Wednesday, November 28, 2007

The 'new' nuns

They're a dying breed. Nuns are rare sights in America and even here in Ireland, where they seemed to be pretty plentiful when I first came here in the mid 1980s. In America the average age for nuns is 69. There are virtually no young women entering the convent these days. No argument, right?

Well ...
Although the number of religious sisters in the United States has plunged since the 1960s, resulting in an average age of about 70, there has been an increase in recent years among traditional, habit-wearing orders, including the Nashville-based Dominican Sisters of St. Cecilia, which has 226 members and a median age of 35. It recently raised $46 million to expand its chapel because the sisters were spilling into the hall.
The more traditional orders are growing. Today. In 2007.

Just looking at all the young women Dominican Sisters of St. Cecilia's web site is an odd experience. I suppose I never expected to see young nuns again.

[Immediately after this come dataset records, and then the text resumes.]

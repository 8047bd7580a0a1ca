//! Byte-oriented transport abstraction.
//!
//! The transport is the only component that touches the OS serial API. Both
//! protocol engines are generic over [`Transport`] so they can be driven from
//! an in-memory fake in tests without a real port.

use std::io::Read as _;
use std::time::Duration;

use crate::error::{Error, Result};

/// A full-duplex byte channel with a mandatory read timeout.
///
/// Implementations must treat any OS-reported I/O error as fatal to the
/// current operation; callers are responsible for closing and reopening
/// after such an error (see the engine poisoning rules in SPEC_FULL §5/§7).
pub trait Transport: Send {
    /// Read up to `buf.len()` bytes, waiting at most `timeout`. A timeout with
    /// zero bytes read is not an error — it returns `Ok(0)`.
    fn read(&mut self, buf: &mut [u8], timeout: Duration) -> Result<usize>;

    /// Write the entire buffer. Must fully write or fail.
    fn write(&mut self, buf: &[u8]) -> Result<()>;

    /// Discard any buffered input.
    fn flush(&mut self) -> Result<()>;

    /// Release the underlying port. Idempotent: closing an already-closed
    /// transport is not an error. Required after any poisoning error before
    /// the transport can be reopened (SPEC_FULL §5/§7).
    fn close(&mut self) -> Result<()>;

    /// Read exactly `buf.len()` bytes, retrying internally until the timeout
    /// elapses. Short reads accumulate; a read that returns fewer bytes than
    /// requested is not itself an error as long as more arrive before the
    /// deadline.
    fn read_exact(&mut self, buf: &mut [u8], timeout: Duration) -> Result<()> {
        let deadline = std::time::Instant::now() + timeout;
        let mut filled = 0;
        while filled < buf.len() {
            let remaining = deadline.saturating_duration_since(std::time::Instant::now());
            if remaining.is_zero() {
                return Err(Error::Timeout(buf.len() - filled));
            }
            let n = self.read(&mut buf[filled..], remaining)?;
            if n == 0 && std::time::Instant::now() >= deadline {
                return Err(Error::Timeout(buf.len() - filled));
            }
            filled += n;
        }
        Ok(())
    }
}

/// Real serial port transport, backed by the `serialport` crate.
///
/// `port` becomes `None` once [`Transport::close`] runs; every other method
/// then fails with `Error::Io(NotConnected)` instead of panicking, since a
/// poisoned engine's transport is expected to be closed and discarded, not
/// reused.
pub struct SerialTransport {
    port: Option<Box<dyn serialport::SerialPort>>,
}

impl SerialTransport {
    /// Open `port_name` at `baud_rate` with the 8N1 settings Sahara and
    /// Streaming DLOAD both expect.
    pub fn open(port_name: &str, baud_rate: u32) -> Result<Self> {
        let port = serialport::new(port_name, baud_rate)
            .timeout(Duration::from_millis(100))
            .data_bits(serialport::DataBits::Eight)
            .parity(serialport::Parity::None)
            .stop_bits(serialport::StopBits::One)
            .flow_control(serialport::FlowControl::None)
            .open()?;
        Ok(Self { port: Some(port) })
    }

    fn port_mut(&mut self) -> Result<&mut dyn serialport::SerialPort> {
        self.port
            .as_deref_mut()
            .ok_or_else(|| Error::Io(std::io::Error::new(std::io::ErrorKind::NotConnected, "transport closed")))
    }
}

impl Transport for SerialTransport {
    fn read(&mut self, buf: &mut [u8], timeout: Duration) -> Result<usize> {
        let port = self.port_mut()?;
        port.set_timeout(timeout)?;
        match port.read(buf) {
            Ok(n) => Ok(n),
            Err(e) if e.kind() == std::io::ErrorKind::TimedOut => Ok(0),
            Err(e) => Err(Error::Io(e)),
        }
    }

    fn write(&mut self, buf: &[u8]) -> Result<()> {
        use std::io::Write;
        self.port_mut()?.write_all(buf).map_err(Error::Io)
    }

    fn flush(&mut self) -> Result<()> {
        self.port_mut()?
            .clear(serialport::ClearBuffer::Input)
            .map_err(Error::Serial)
    }

    fn close(&mut self) -> Result<()> {
        self.port = None;
        Ok(())
    }
}

/// In-memory duplex transport double for tests.
///
/// Bytes pushed onto `inbound` are returned by [`Transport::read`] in the
/// order they were queued; bytes passed to [`Transport::write`] are appended
/// to `outbound` so a test can assert on exactly what the engine sent.
#[derive(Debug, Default)]
pub struct ChannelTransport {
    inbound: std::collections::VecDeque<u8>,
    pub outbound: Vec<u8>,
}

impl ChannelTransport {
    pub fn new() -> Self {
        Self::default()
    }

    /// Queue bytes to be returned by future reads, simulating a device
    /// response arriving on the wire.
    pub fn push_inbound(&mut self, bytes: &[u8]) {
        self.inbound.extend(bytes.iter().copied());
    }

    /// Number of bytes still queued to be read.
    pub fn pending(&self) -> usize {
        self.inbound.len()
    }
}

impl Transport for ChannelTransport {
    fn read(&mut self, buf: &mut [u8], _timeout: Duration) -> Result<usize> {
        if self.inbound.is_empty() {
            return Ok(0);
        }
        let mut n = 0;
        while n < buf.len() {
            match self.inbound.pop_front() {
                Some(b) => {
                    buf[n] = b;
                    n += 1;
                }
                None => break,
            }
        }
        Ok(n)
    }

    fn write(&mut self, buf: &[u8]) -> Result<()> {
        self.outbound.extend_from_slice(buf);
        Ok(())
    }

    fn flush(&mut self) -> Result<()> {
        self.inbound.clear();
        Ok(())
    }

    fn close(&mut self) -> Result<()> {
        self.inbound.clear();
        Ok(())
    }
}

#[cfg(test)]
mod tests {
    use super::*;

    #[test]
    fn channel_transport_read_after_write() {
        let mut t = ChannelTransport::new();
        t.push_inbound(&[1, 2, 3, 4]);
        t.write(&[0xAA]).unwrap();
        assert_eq!(t.outbound, vec![0xAA]);

        let mut buf = [0u8; 2];
        let n = t.read(&mut buf, Duration::from_millis(10)).unwrap();
        assert_eq!(n, 2);
        assert_eq!(buf, [1, 2]);
        assert_eq!(t.pending(), 2);
    }

    #[test]
    fn channel_transport_read_exact_times_out_when_starved() {
        let mut t = ChannelTransport::new();
        t.push_inbound(&[1]);
        let mut buf = [0u8; 4];
        let err = t.read_exact(&mut buf, Duration::from_millis(5)).unwrap_err();
        assert!(matches!(err, Error::Timeout(_)));
    }

    #[test]
    fn channel_transport_read_exact_succeeds_when_available() {
        let mut t = ChannelTransport::new();
        t.push_inbound(&[1, 2, 3, 4]);
        let mut buf = [0u8; 4];
        t.read_exact(&mut buf, Duration::from_millis(50)).unwrap();
        assert_eq!(buf, [1, 2, 3, 4]);
    }

    #[test]
    fn channel_transport_flush_discards_pending_input() {
        let mut t = ChannelTransport::new();
        t.push_inbound(&[1, 2, 3]);
        t.flush().unwrap();
        assert_eq!(t.pending(), 0);
    }

    #[test]
    fn channel_transport_close_is_idempotent() {
        let mut t = ChannelTransport::new();
        t.push_inbound(&[1, 2, 3]);
        t.close().unwrap();
        t.close().unwrap();
        assert_eq!(t.pending(), 0);
    }
}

Time magazine reported on this phenomenon a year ago.
And although the extreme conservatism of a nun's life may seem wholly countercultural for young American women today, that is exactly what attracts many of them, say experts and the women themselves. "Religious life itself is a radical choice," says Brother Paul Bednarczyk, executive director of the National Religious Vocation Conference in Chicago. "In an age where our primary secular values are sex, power and money, for someone to choose chastity, obedience and poverty is a radical statement."
Maybe there was something to all the traditions that were tossed aside during the 1960s. Maybe.